Give the number of lines in the data that hold the word "borrow", and nothing else.

**Provided data:**
• • • • • • •

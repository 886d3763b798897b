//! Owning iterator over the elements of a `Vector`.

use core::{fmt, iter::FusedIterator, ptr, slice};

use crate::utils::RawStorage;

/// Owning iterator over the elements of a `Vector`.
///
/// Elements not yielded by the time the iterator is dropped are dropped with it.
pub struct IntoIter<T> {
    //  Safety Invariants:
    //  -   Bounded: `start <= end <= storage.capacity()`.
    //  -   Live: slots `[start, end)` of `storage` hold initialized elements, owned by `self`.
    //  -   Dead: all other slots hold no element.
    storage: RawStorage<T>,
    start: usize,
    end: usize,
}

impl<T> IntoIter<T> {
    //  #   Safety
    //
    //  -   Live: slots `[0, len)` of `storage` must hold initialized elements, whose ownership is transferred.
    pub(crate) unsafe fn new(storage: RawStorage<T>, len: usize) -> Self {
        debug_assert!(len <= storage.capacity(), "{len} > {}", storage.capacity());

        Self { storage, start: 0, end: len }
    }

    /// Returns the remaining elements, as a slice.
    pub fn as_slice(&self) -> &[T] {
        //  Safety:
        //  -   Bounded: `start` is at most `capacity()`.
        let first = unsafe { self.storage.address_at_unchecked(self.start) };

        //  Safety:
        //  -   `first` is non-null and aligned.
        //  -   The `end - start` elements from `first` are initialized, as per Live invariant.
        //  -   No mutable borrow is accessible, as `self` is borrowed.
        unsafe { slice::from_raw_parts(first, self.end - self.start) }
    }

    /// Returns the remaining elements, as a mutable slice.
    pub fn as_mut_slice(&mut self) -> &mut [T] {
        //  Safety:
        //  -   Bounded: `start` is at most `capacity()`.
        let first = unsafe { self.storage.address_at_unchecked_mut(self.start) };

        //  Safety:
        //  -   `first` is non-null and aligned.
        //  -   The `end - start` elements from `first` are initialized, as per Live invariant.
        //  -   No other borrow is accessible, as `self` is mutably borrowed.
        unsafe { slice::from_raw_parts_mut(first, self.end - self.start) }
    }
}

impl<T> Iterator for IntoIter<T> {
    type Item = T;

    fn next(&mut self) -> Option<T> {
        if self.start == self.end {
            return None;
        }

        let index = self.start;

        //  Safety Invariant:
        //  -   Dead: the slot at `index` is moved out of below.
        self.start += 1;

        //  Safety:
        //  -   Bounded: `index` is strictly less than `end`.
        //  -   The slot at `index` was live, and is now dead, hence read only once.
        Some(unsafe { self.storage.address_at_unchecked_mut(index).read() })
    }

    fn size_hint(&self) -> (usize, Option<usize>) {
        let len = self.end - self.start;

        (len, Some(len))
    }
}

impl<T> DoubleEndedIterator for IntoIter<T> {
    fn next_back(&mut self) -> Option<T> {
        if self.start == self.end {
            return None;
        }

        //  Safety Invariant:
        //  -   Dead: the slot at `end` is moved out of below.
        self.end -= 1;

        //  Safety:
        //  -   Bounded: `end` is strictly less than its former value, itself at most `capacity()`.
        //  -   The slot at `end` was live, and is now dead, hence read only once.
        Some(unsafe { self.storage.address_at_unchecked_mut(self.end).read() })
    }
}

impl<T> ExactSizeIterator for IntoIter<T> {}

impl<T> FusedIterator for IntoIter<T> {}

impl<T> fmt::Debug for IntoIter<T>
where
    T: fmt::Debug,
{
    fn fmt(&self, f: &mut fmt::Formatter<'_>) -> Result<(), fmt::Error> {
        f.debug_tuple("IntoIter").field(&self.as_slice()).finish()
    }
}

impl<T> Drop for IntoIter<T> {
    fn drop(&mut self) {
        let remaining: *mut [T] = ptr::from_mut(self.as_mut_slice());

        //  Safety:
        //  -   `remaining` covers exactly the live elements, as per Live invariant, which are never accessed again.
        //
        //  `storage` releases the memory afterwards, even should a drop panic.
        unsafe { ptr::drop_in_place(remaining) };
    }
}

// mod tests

• • • • • • •

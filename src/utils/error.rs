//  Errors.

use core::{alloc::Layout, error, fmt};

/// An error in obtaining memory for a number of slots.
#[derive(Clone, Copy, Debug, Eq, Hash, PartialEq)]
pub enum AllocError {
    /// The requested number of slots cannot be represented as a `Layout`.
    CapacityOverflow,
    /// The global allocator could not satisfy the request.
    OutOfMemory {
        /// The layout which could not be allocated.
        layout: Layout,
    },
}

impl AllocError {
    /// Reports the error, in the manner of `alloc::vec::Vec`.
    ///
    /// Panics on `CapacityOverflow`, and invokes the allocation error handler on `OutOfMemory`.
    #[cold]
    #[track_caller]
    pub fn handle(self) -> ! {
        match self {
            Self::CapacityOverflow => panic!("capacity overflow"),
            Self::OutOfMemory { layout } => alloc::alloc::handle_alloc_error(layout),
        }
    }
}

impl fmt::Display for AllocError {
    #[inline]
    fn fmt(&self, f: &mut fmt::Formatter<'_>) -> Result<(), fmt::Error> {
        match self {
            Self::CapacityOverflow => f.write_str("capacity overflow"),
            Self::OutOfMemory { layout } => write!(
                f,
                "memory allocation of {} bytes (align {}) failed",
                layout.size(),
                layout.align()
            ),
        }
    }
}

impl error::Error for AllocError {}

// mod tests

• • • • • • •

**Solution to the problem:**
2